§ **Problem statement**:
Take each line of the records below that contains the string "settings" and copy it.

§ **Supplied material**:
//! 编排入口：一次用户回合
//!
//! 负责：规范化请求、标记会话 running 并保存消息、解析编排模型、从快照恢复运行时状态、
//! 注册取消监听、压缩对话、构建本回合工具集与 StepEnvelope、驱动工具调用循环
//! （首次规划失败时改用回退模型重试一次），最后写入消息与快照并落定会话状态。

use std::sync::Arc;
use std::time::Duration;

use tokio::sync::mpsc::UnboundedSender;
use tokio_util::sync::CancellationToken;

use crate::config::OrchestratorSection;
use crate::core::{RuntimeState, StoreError, TurnError};
use crate::itinerary::RenderedDocument;
use crate::llm::{ModelCandidate, TaskExecutor, TaskName, TaskRoute};
use crate::memory::{CompactionMode, ConversationCompactor, Message, Role};
use crate::react::{LoopError, Planner, ToolLoop, TurnEvent};
use crate::session::{SessionStatus, SessionStore, StepLedger};
use crate::tools::{itinerary_tools, SessionBinding, StepEnvelope, ToolDeps};

/// 回合被取消时返回给客户端的回复
pub const STOPPED_RESPONSE: &str = "Stopped.";

/// 一次用户回合
#[derive(Debug, Clone, Default)]
pub struct TurnRequest {
    pub session_id: Option<String>,
    pub owner_id: Option<String>,
    pub messages: Vec<Message>,
    pub compaction: CompactionMode,
}

impl TurnRequest {
    pub fn new(messages: Vec<Message>) -> Self {
        Self {
            messages,
            ..Default::default()
        }
    }

    pub fn with_session(mut self, session_id: impl Into<String>, owner_id: impl Into<String>) -> Self {
        self.session_id = Some(session_id.into());
        self.owner_id = Some(owner_id.into());
        self
    }

    pub fn with_compaction(mut self, mode: CompactionMode) -> Self {
        self.compaction = mode;
        self
    }

    /// 去掉空白消息；要求最后一条是用户消息；会话身份必须成对出现
    fn normalize(self) -> Result<(Option<(String, String)>, Vec<Message>), TurnError> {
        let identity = match (self.session_id, self.owner_id) {
            (Some(s), Some(o)) if !s.trim().is_empty() && !o.trim().is_empty() => {
                Some((s.trim().to_string(), o.trim().to_string()))
            }
            (None, None) => None,
            _ => {
                return Err(TurnError::InvalidRequest(
                    "session_id and owner_id must be given together".to_string(),
                ))
            }
        };
        let messages: Vec<Message> = self.messages.into_iter().filter(|m| !m.is_blank()).collect();
        match messages.last() {
            Some(m) if m.role == Role::User => Ok((identity, messages)),
            Some(_) => Err(TurnError::InvalidRequest(
                "the last message must come from the user".to_string(),
            )),
            None => Err(TurnError::InvalidRequest("no messages".to_string())),
        }
    }
}

/// 回合结果
#[derive(Debug, Clone)]
pub struct TurnOutcome {
    pub response: String,
    /// Completed 或 Cancelled
    pub status: SessionStatus,
    /// 本回合结束时的完整对话
    pub messages: Vec<Message>,
    pub document: Option<RenderedDocument>,
    pub model_used: ModelCandidate,
    pub compacted: bool,
}

struct Drive {
    response: String,
    model_used: ModelCandidate,
    compacted: bool,
}

/// 编排器：跨回合共享，本身不持有回合状态
pub struct Orchestrator {
    pub(crate) executor: Arc<TaskExecutor>,
    pub(crate) compactor: ConversationCompactor,
    pub(crate) deps: ToolDeps,
    pub(crate) store: Option<(Arc<dyn SessionStore>, Arc<dyn StepLedger>)>,
    pub(crate) planner: Planner,
    pub(crate) settings: OrchestratorSection,
    pub(crate) preview_dir: String,
}

impl Orchestrator {
    pub fn executor(&self) -> &Arc<TaskExecutor> {
        &self.executor
    }

    pub fn settings(&self) -> &OrchestratorSection {
        &self.settings
    }

    /// 运行一个回合；取消不是错误，返回 status = Cancelled 的结果
    pub async fn run_turn(
        &self,
        request: TurnRequest,
        cancel: &CancellationToken,
        events: Option<&UnboundedSender<TurnEvent>>,
    ) -> Result<TurnOutcome, TurnError> {
        let mode = request.compaction;
        let (identity, messages) = request.normalize()?;
        let binding = self.bind(identity);

        if let Some(b) = &binding {
            b.store.mark_running(&b.session_id, &b.owner_id).await?;
            if let Err(e) = b.store.save_messages(&b.session_id, &b.owner_id, &messages).await {
                return Err(self.fail(binding.as_ref(), e.into(), events).await);
            }
        }
        tracing::info!(
            session = binding.as_ref().map(|b| b.session_id.as_str()).unwrap_or("-"),
            messages = messages.len(),
            "Turn started"
        );

        let route = self.executor.router().resolve(TaskName::Orchestrate).clone();
        let mut state = match self.hydrate(binding.as_ref()).await {
            Ok(s) => s,
            Err(e) => return Err(self.fail(binding.as_ref(), e, events).await),
        };

        // 取消监听：翻转运行时标志并标记外部会话
        let done = CancellationToken::new();
        let listener = {
            let cancel = cancel.clone();
            let done = done.clone();
            let flag = state.cancel_flag();
            let binding = binding.clone();
            tokio::spawn(async move {
                tokio::select! {
                    _ = cancel.cancelled() => {
                        flag.store(true, std::sync::atomic::Ordering::SeqCst);
                        if let Some(b) = binding {
                            if let Err(e) = b.store.mark_cancelled(&b.session_id, &b.owner_id).await {
                                tracing::warn!(session = %b.session_id, error = %e, "Failed to mark session cancelled");
                            }
                        }
                    }
                    _ = done.cancelled() => {}
                }
            })
        };

        let mut transcript = messages;
        let result = self
            .drive(&route, binding.as_ref(), mode, &mut transcript, &mut state, cancel, events)
            .await;
        done.cancel();
        let _ = listener.await;

        self.finalize(result, binding, transcript, state, cancel, events).await
    }

    fn bind(&self, identity: Option<(String, String)>) -> Option<SessionBinding> {
        let (session_id, owner_id) = identity?;
        match &self.store {
            Some((store, ledger)) => Some(SessionBinding::new(
                session_id,
                owner_id,
                store.clone(),
                ledger.clone(),
            )),
            None => {
                tracing::warn!(session_id, "No session store configured; running the turn anonymously");
                None
            }
        }
    }

    async fn hydrate(&self, binding: Option<&SessionBinding>) -> Result<RuntimeState, TurnError> {
        let Some(b) = binding else {
            return Ok(RuntimeState::new());
        };
        let snapshot = b.store.get_snapshot(&b.session_id, &b.owner_id).await?;
        Ok(match snapshot {
            Some(snap) => {
                let state = RuntimeState::from_snapshot(&snap, self.settings.image_precedence);
                tracing::debug!(
                    session = %b.session_id,
                    blocks = state.blocks().len(),
                    resolved = state.locations_resolved(),
                    "State hydrated from snapshot"
                );
                state
            }
            None => RuntimeState::new(),
        })
    }

    fn preview_root(&self, binding: Option<&SessionBinding>) -> String {
        let dir = self.preview_dir.trim_end_matches('/');
        match binding {
            Some(b) => format!("{dir}/{}", b.session_id),
            None => format!("{dir}/local"),
        }
    }

    #[allow(clippy::too_many_arguments)]
    async fn drive(
        &self,
        route: &TaskRoute,
        binding: Option<&SessionBinding>,
        mode: CompactionMode,
        transcript: &mut Vec<Message>,
        state: &mut RuntimeState,
        cancel: &CancellationToken,
        events: Option<&UnboundedSender<TurnEvent>>,
    ) -> Result<Drive, TurnError> {
        let compaction = self
            .compactor
            .compact(transcript, state.conversation_summary(), mode, cancel)
            .await;
        if compaction.was_compacted {
            emit(events, TurnEvent::Compacted {
                dropped: compaction.dropped_count,
            });
        }
        state.set_conversation_summary(compaction.summary);

        // 模型看到压缩后的上下文；新增消息再追加回完整对话
        let mut context = compaction.kept_messages;
        let base = context.len();

        let tools = itinerary_tools(&self.deps, &self.preview_root(binding));
        let envelope = StepEnvelope::new(
            binding.cloned(),
            Duration::from_secs(self.settings.tool_timeout_secs),
        );
        let tool_loop = ToolLoop {
            executor: &self.executor,
            planner: &self.planner,
            tools: &tools,
            envelope: &envelope,
            max_steps: self.settings.max_steps,
            events,
        };

        let mut model_used = route.primary.clone();
        let mut result = tool_loop
            .run(&route.primary, &route.policy, &mut context, state, cancel)
            .await;
        let first_failure = match &result {
            Err(LoopError::FirstPlan(e)) => Some(e.to_string()),
            _ => None,
        };
        if let (Some(error), Some(fallback)) = (first_failure, route.fallback.as_ref()) {
            if !cancel.is_cancelled() {
                tracing::warn!(
                    primary = %route.primary.label,
                    fallback = %fallback.label,
                    error = %error,
                    "Primary model failed to start the turn; retrying with fallback"
                );
                emit(events, TurnEvent::FallbackModel {
                    model: fallback.label.clone(),
                });
                context.truncate(base);
                model_used = fallback.clone();
                result = tool_loop
                    .run(fallback, &route.policy, &mut context, state, cancel)
                    .await;
            }
        }
        transcript.extend(context.drain(base.min(context.len())..));

        let response = result.map_err(|e| match e {
            LoopError::FirstPlan(t) => TurnError::Task(t),
            LoopError::Turn(t) => t,
        })?;
        Ok(Drive {
            response,
            model_used,
            compacted: compaction.was_compacted,
        })
    }

    /// 写入最终消息与快照，然后落定会话状态；持久化失败不会掩盖模型侧错误
    async fn finalize(
        &self,
        result: Result<Drive, TurnError>,
        binding: Option<SessionBinding>,
        transcript: Vec<Message>,
        state: RuntimeState,
        cancel: &CancellationToken,
        events: Option<&UnboundedSender<TurnEvent>>,
    ) -> Result<TurnOutcome, TurnError> {
        let cancelled = cancel.is_cancelled()
            || state.is_cancelled()
            || matches!(&result, Err(e) if e.is_cancelled());

        let persisted = match &binding {
            Some(b) => persist(b, &transcript, &state).await,
            None => Ok(()),
        };

        if cancelled {
            if let Err(e) = &persisted {
                tracing::warn!(error = %e, "Failed to persist a cancelled turn");
            }
            if let Some(b) = &binding {
                if let Err(e) = b.store.mark_cancelled(&b.session_id, &b.owner_id).await {
                    tracing::warn!(session = %b.session_id, error = %e, "Failed to mark session cancelled");
                }
            }
            tracing::info!("Turn cancelled");
            emit(events, TurnEvent::Stopped);
            let model_used = match &result {
                Ok(d) => d.model_used.clone(),
                Err(_) => self.executor.router().resolve(TaskName::Orchestrate).primary.clone(),
            };
            return Ok(TurnOutcome {
                response: STOPPED_RESPONSE.to_string(),
                status: SessionStatus::Cancelled,
                messages: transcript,
                document: state.document().cloned(),
                model_used,
                compacted: result.as_ref().map(|d| d.compacted).unwrap_or(false),
            });
        }

        let drive = match result {
            Ok(d) => d,
            Err(e) => {
                if let Err(pe) = &persisted {
                    tracing::warn!(error = %pe, "Failed to persist a failed turn");
                }
                return Err(self.fail(binding.as_ref(), e, events).await);
            }
        };

        if let Err(e) = persisted {
            return Err(self.fail(binding.as_ref(), e.into(), events).await);
        }
        if let Some(b) = &binding {
            if let Err(e) = b.store.mark_completed(&b.session_id, &b.owner_id).await {
                return Err(self.fail(binding.as_ref(), e.into(), events).await);
            }
        }

        tracing::info!(model = %drive.model_used.label, messages = transcript.len(), "Turn completed");
        Ok(TurnOutcome {
            response: drive.response,
            status: SessionStatus::Completed,
            messages: transcript,
            document: state.document().cloned(),
            model_used: drive.model_used,
            compacted: drive.compacted,
        })
    }

    /// 终止错误：标记会话 errored（失败只记日志）并发出面向用户的错误事件
    async fn fail(
        &self,
        binding: Option<&SessionBinding>,
        err: TurnError,
        events: Option<&UnboundedSender<TurnEvent>>,
    ) -> TurnError {
        tracing::error!(error = %err, "Turn failed");
        if let Some(b) = binding {
            if let Err(e) = b.store.mark_error(&b.session_id, &b.owner_id, &err.to_string()).await {
                tracing::warn!(session = %b.session_id, error = %e, "Failed to mark session errored");
            }
        }
        emit(events, TurnEvent::Error {
            text: err.user_message(),
        });
        err
    }
}

async fn persist(b: &SessionBinding, transcript: &[Message], state: &RuntimeState) -> Result<(), StoreError> {
    b.store.save_messages(&b.session_id, &b.owner_id, transcript).await?;
    let patch = state.to_patch();
    if !patch.is_empty() {
        b.store.upsert_snapshot(&b.session_id, &b.owner_id, patch).await?;
    }
    Ok(())
}

fn emit(events: Option<&UnboundedSender<TurnEvent>>, ev: TurnEvent) {
    if let Some(tx) = events {
        let _ = tx.send(ev);
    }
}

§ **Reply to the exercise**:
    pub(crate) settings: OrchestratorSection,
    pub fn settings(&self) -> &OrchestratorSection {
        &self.settings
                let state = RuntimeState::from_snapshot(&snap, self.settings.image_precedence);
            Duration::from_secs(self.settings.tool_timeout_secs),
            max_steps: self.settings.max_steps,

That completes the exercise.